CBAM、2026年1月からの本格適用に向け注視される実施規則

(EU)

ブリュッセル発

2025年11月19日

欧州委員会の炭素国境調整メカニズム(CBAM、注)担当部門の責任者は11月13日、在欧日系ビジネス協議会(JBCE)が開催したセミナーで、2026年1月からの本格適用に向けた準備状況を説明した。2025年10月20日に発効したCBAMの簡素化・強化規則外部サイトへ、新しいウィンドウで開きますにより、報告の適用除外基準をこれまでの150ユーロ以下の少額貨物から輸入者当たりCBAM対象製品の年間累積50トンと重量ベースに変更し、報告対象を9割削減(2025年6月25日記事参照)。報告対象者に対しても対応負担、コストを軽減しつつ、環境への影響は損なわず、カーボンリーケージを防ぐ措置となると強調した。

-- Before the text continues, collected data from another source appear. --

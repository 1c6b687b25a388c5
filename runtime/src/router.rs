//! Event router: rule evaluation and independent per-target dispatch.
//!
//! # Dispatch Model
//!
//! ```text
//!                      ┌─ rule A ─┬─▶ task (A, t1) ─▶ handler ─▶ retry loop
//!  Envelope ─▶ match ──┤          └─▶ task (A, t2) ─▶ handler ─▶ retry loop
//!                      └─ rule B ───▶ task (B, t3) ─▶ handler ─▶ retry loop
//!                                         │
//!                                         ▼
//!                              Delivered | Rejected | DeadLettered
//! ```
//!
//! Every `(envelope, target)` pair runs in its own spawned task. Tasks are
//! joined only to build the [`RouteReport`]: a slow, failing or panicking
//! target never delays or fails its siblings.
//!
//! Delivery is at-least-once. The router does not deduplicate and gives no
//! ordering guarantee between rules or between envelopes.
//!
//! # Shutdown
//!
//! Envelopes handed over with [`EventRouter::submit`] are counted until every
//! dispatch reaches a terminal outcome. [`EventRouter::shutdown`] refuses new
//! submissions and waits for that count to reach zero.

use crate::dead_letter::{DeadLetter, DeadLetterQueue, DeadLetterReason};
use crate::error::RouterError;
use crate::metrics::RouterMetrics;
use crate::rule::{Rule, Target};
use crate::HealthCheck;
use chrono::{DateTime, Utc};
use futures::future::join_all;
use orderbus_core::environment::{Clock, SystemClock};
use orderbus_core::envelope::{Envelope, EnvelopeId};
use orderbus_core::handler::HandlerError;
use std::collections::HashSet;
use std::sync::atomic::{AtomicBool, AtomicU32, AtomicUsize, Ordering};
use std::sync::Arc;
use std::time::{Duration, Instant};
use tokio::task::{JoinError, JoinHandle};
use tracing::Instrument;

/// Terminal disposition of one `(envelope, target)` dispatch.
#[derive(Debug, Clone, PartialEq, Eq)]
pub enum DispatchOutcome {
    /// The handler succeeded
    Delivered,
    /// The handler failed permanently; not retried
    Rejected {
        /// The permanent error
        error: HandlerError,
    },
    /// Retry or age budget ran out, or the task panicked or was cancelled
    DeadLettered {
        /// Why the dispatch was abandoned
        reason: DeadLetterReason,
    },
}

impl DispatchOutcome {
    /// Whether the handler succeeded.
    #[must_use]
    pub const fn is_delivered(&self) -> bool {
        matches!(self, Self::Delivered)
    }

    /// Whether the dispatch was abandoned.
    #[must_use]
    pub const fn is_dead_lettered(&self) -> bool {
        matches!(self, Self::DeadLettered { .. })
    }
}

/// Result of one `(envelope, target)` dispatch.
#[derive(Debug, Clone, PartialEq, Eq)]
pub struct DispatchReport {
    /// Rule that matched
    pub rule: String,
    /// Target that ran
    pub target: String,
    /// Envelope that was dispatched
    pub envelope_id: EnvelopeId,
    /// Handler invocations made
    pub attempts: u32,
    /// Terminal disposition
    pub outcome: DispatchOutcome,
}

/// Everything that happened to one routed envelope.
#[derive(Debug, Clone, PartialEq, Eq)]
pub struct RouteReport {
    /// The routed envelope
    pub envelope_id: EnvelopeId,
    /// Names of every rule whose pattern matched
    pub matched_rules: Vec<String>,
    /// One report per `(rule, target)` pair, in declaration order
    pub dispatches: Vec<DispatchReport>,
}

impl RouteReport {
    /// Find the dispatch for a target name.
    #[must_use]
    pub fn dispatch(&self, target: &str) -> Option<&DispatchReport> {
        self.dispatches.iter().find(|d| d.target == target)
    }

    /// Target names that were dispatched to, in declaration order.
    #[must_use]
    pub fn targets(&self) -> Vec<&str> {
        self.dispatches.iter().map(|d| d.target.as_str()).collect()
    }

    /// Whether every dispatch was delivered (vacuously true with none).
    #[must_use]
    pub fn all_delivered(&self) -> bool {
        self.dispatches.iter().all(|d| d.outcome.is_delivered())
    }
}

struct RouterInner {
    rules: Vec<Rule>,
    dead_letters: DeadLetterQueue,
    clock: Arc<dyn Clock>,
    shutdown: AtomicBool,
    in_flight: AtomicUsize,
}

/// Counts one submitted envelope until its routing task ends, however it ends.
struct InFlightGuard(Arc<RouterInner>);

impl Drop for InFlightGuard {
    fn drop(&mut self) {
        let remaining = self.0.in_flight.fetch_sub(1, Ordering::SeqCst) - 1;
        RouterMetrics::record_in_flight(remaining);
    }
}

/// Routes envelopes to the targets of every matching rule.
///
/// Cloning is cheap; clones share rules, clock and dead letter queue.
///
/// # Example
///
/// ```ignore
/// let router = EventRouter::builder()
///     .rule(new_order_rule)
///     .rule(audit_rule)
///     .dead_letters(DeadLetterQueue::new(1000))
///     .build()?;
///
/// let report = router.route(envelope).await;
/// ```
#[derive(Clone)]
pub struct EventRouter {
    inner: Arc<RouterInner>,
}

impl std::fmt::Debug for EventRouter {
    fn fmt(&self, f: &mut std::fmt::Formatter<'_>) -> std::fmt::Result {
        f.debug_struct("EventRouter")
            .field("rules", &self.inner.rules)
            .field("dead_letters", &self.inner.dead_letters.len())
            .field("in_flight", &self.in_flight())
            .finish_non_exhaustive()
    }
}

impl EventRouter {
    /// Start building a router.
    #[must_use]
    pub fn builder() -> EventRouterBuilder {
        EventRouterBuilder::default()
    }

    /// Registered rules, in registration order.
    #[must_use]
    pub fn rules(&self) -> &[Rule] {
        &self.inner.rules
    }

    /// The shared dead letter queue.
    #[must_use]
    pub fn dead_letters(&self) -> &DeadLetterQueue {
        &self.inner.dead_letters
    }

    /// Route `envelope` and wait for every dispatch to reach a terminal outcome.
    ///
    /// Never fails: handler errors, exhausted budgets and panics are reported
    /// per dispatch.
    pub async fn route(&self, envelope: Envelope) -> RouteReport {
        let envelope_id = envelope.id();
        let span = tracing::info_span!("route", envelope_id = %envelope_id);

        async move {
            let envelope = Arc::new(envelope);
            let matched: Vec<&Rule> = self
                .inner
                .rules
                .iter()
                .filter(|rule| rule.matches(&envelope))
                .collect();

            RouterMetrics::record_envelope(matched.len());
            tracing::debug!(
                source = envelope.source(),
                detail_type = envelope.detail_type(),
                matched_rules = matched.len(),
                "Routing envelope"
            );

            let mut running = Vec::new();
            for rule in &matched {
                for target in rule.targets() {
                    let attempts = Arc::new(AtomicU32::new(0));
                    let dispatch = Dispatch {
                        envelope: Arc::clone(&envelope),
                        rule: rule.name().to_string(),
                        target: target.clone(),
                        dead_letters: self.inner.dead_letters.clone(),
                        clock: Arc::clone(&self.inner.clock),
                        attempts: Arc::clone(&attempts),
                    };
                    let span = tracing::info_span!(
                        "dispatch",
                        rule = rule.name(),
                        target = target.name()
                    );
                    let handle = tokio::spawn(dispatch.run().instrument(span));
                    running.push((rule.name(), target.name(), attempts, handle));
                }
            }

            let (pending, handles): (Vec<_>, Vec<_>) = running
                .into_iter()
                .map(|(rule, target, attempts, handle)| ((rule, target, attempts), handle))
                .unzip();
            let joined = join_all(handles).await;

            let dispatches = pending
                .into_iter()
                .zip(joined)
                .map(|((rule, target, attempts), joined)| match joined {
                    Ok(report) => report,
                    Err(join_error) => self.task_failed(
                        &envelope,
                        rule,
                        target,
                        attempts.load(Ordering::SeqCst),
                        &join_error,
                    ),
                })
                .collect();

            RouteReport {
                envelope_id,
                matched_rules: matched.iter().map(|r| r.name().to_string()).collect(),
                dispatches,
            }
        }
        .instrument(span)
        .await
    }

    /// Fire-and-forget variant of [`route`](Self::route).
    ///
    /// Spawns the routing work and returns immediately. The handle can be
    /// awaited for the report or dropped. The envelope counts as in flight
    /// until the spawned task ends.
    ///
    /// # Errors
    ///
    /// Returns [`RouterError::ShutdownInProgress`] once
    /// [`shutdown`](Self::shutdown) has been called.
    pub fn submit(&self, envelope: Envelope) -> Result<JoinHandle<RouteReport>, RouterError> {
        // Count first so a concurrent shutdown either sees this envelope or refuses it.
        let in_flight = self.inner.in_flight.fetch_add(1, Ordering::SeqCst) + 1;
        let guard = InFlightGuard(Arc::clone(&self.inner));

        if self.inner.shutdown.load(Ordering::SeqCst) {
            drop(guard);
            RouterMetrics::record_refused();
            tracing::warn!(envelope_id = %envelope.id(), "Router shutting down, envelope refused");
            return Err(RouterError::ShutdownInProgress);
        }
        RouterMetrics::record_in_flight(in_flight);

        let router = self.clone();
        Ok(tokio::spawn(async move {
            let _guard = guard;
            router.route(envelope).await
        }))
    }

    /// Submitted envelopes whose routing has not finished.
    #[must_use]
    pub fn in_flight(&self) -> usize {
        self.inner.in_flight.load(Ordering::SeqCst)
    }

    /// Whether [`shutdown`](Self::shutdown) has been called.
    #[must_use]
    pub fn is_shutting_down(&self) -> bool {
        self.inner.shutdown.load(Ordering::SeqCst)
    }

    /// Stop accepting submissions and wait for in-flight envelopes to finish.
    ///
    /// Every dispatch still running, including ones sleeping in retry
    /// backoff, is given until `timeout` to reach a terminal outcome.
    /// Calling it again re-runs the wait.
    ///
    /// # Errors
    ///
    /// Returns [`RouterError::ShutdownTimeout`] with the number of envelopes
    /// still routing when `timeout` expires.
    pub async fn shutdown(&self, timeout: Duration) -> Result<(), RouterError> {
        tracing::info!(in_flight = self.in_flight(), "Draining event router");
        self.inner.shutdown.store(true, Ordering::SeqCst);

        let started = Instant::now();
        let poll_interval = Duration::from_millis(20);

        loop {
            let pending = self.in_flight();
            if pending == 0 {
                tracing::info!("Event router drained");
                RouterMetrics::record_shutdown("completed");
                return Ok(());
            }

            let elapsed = started.elapsed();
            if elapsed >= timeout {
                tracing::error!(in_flight = pending, "Router drain timed out");
                RouterMetrics::record_shutdown("timeout");
                return Err(RouterError::ShutdownTimeout(pending));
            }

            tracing::debug!(
                in_flight = pending,
                elapsed_ms = u64::try_from(elapsed.as_millis()).unwrap_or(u64::MAX),
                "Waiting for dispatches to finish"
            );
            tokio::time::sleep(poll_interval.min(timeout - elapsed)).await;
        }
    }

    /// Health of the router, judged by its dead letter queue.
    ///
    /// - empty queue: healthy
    /// - non-empty queue: degraded
    /// - queue at capacity: unhealthy
    #[must_use]
    pub fn health(&self) -> HealthCheck {
        let dlq = &self.inner.dead_letters;
        let size = dlq.len();
        let capacity = dlq.max_size();

        let check = if size >= capacity {
            HealthCheck::unhealthy("router", "Dead letter queue is full")
        } else if size > 0 {
            HealthCheck::degraded(
                "router",
                format!("{size} dispatches in dead letter queue"),
            )
        } else {
            HealthCheck::healthy("router")
        };

        check
            .with_metadata("rules", self.inner.rules.len().to_string())
            .with_metadata("dlq_size", size.to_string())
            .with_metadata("dlq_capacity", capacity.to_string())
    }

    fn task_failed(
        &self,
        envelope: &Envelope,
        rule: &str,
        target: &str,
        attempts: u32,
        join_error: &JoinError,
    ) -> DispatchReport {
        let reason = join_failure_reason(join_error);
        if join_error.is_cancelled() {
            tracing::warn!(rule, target, attempts, "Dispatch task cancelled");
        } else {
            tracing::error!(
                rule,
                target,
                attempts,
                error = %join_error,
                "Dispatch task panicked"
            );
        }

        RouterMetrics::record_dead_lettered(target, reason.as_str());
        self.inner.dead_letters.push(DeadLetter::new(
            envelope,
            rule,
            target,
            reason.clone(),
            attempts,
            Some(join_error.to_string()),
            None,
            self.inner.clock.now(),
        ));

        DispatchReport {
            rule: rule.to_string(),
            target: target.to_string(),
            envelope_id: envelope.id(),
            attempts,
            outcome: DispatchOutcome::DeadLettered { reason },
        }
    }
}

具体的には簡素化規則により、許可CBAM申告者(認可申告者)による前暦年分のCBAM報告の期限を5月末から9月末に延長。これにより、2026年分の申告期限は2027年5月31日から9月30日となった。また、中央プラットフォームから購入するCBAM証書の販売も2027年2月1日からと定めたことにより、準備時間を確保することができたと説明した。このほか、温室効果ガス(GHG)排出量の報告は、引き続き実際の排出量データに基づく報告を前提とするものの、デフォルト値(既定値)の利用は「実際の排出量データの把握が難しい場合に可能」としていた条件付けは削除。実際の排出量データの算出にかかる対応コストに鑑み、デフォルト値には輸出国ごと、製品ごとのマークアップの上乗せも継続する。デフォルト値、マークアップは今後発表される実施規則に記される。

また、第三国で支払われた炭素価格に関する控除に関しても手続きを簡素化するため、2027年以降、欧州委は炭素価格制度が導入されている第三国について、当該国のデフォルト炭素価格を決定し、CBAM登録簿に算出方法とともに公開することができると説明した。体化排出量の検証については、認定検証者はEU加盟国認定機関に認定された法的主体である点に変更はないが、これはCBAMの目的であるカーボンリーケージを防ぐためとした。

同責任者は、2026年1月の本格適用に向け、排出量の計算方法に関する実施規則や認定・検証者の条件に関する委任規則などは2025年第4四半期(10~12月)中に提出されると話した。輸出手続きなどにはリードタイムが必要だが、引き続き詳細が待たれる。

(注)CBAMの詳細はジェトロ調査レポート「EU炭素国境調整メカニズム(CBAM)の解説(基礎編)」(2024年2月)を参照。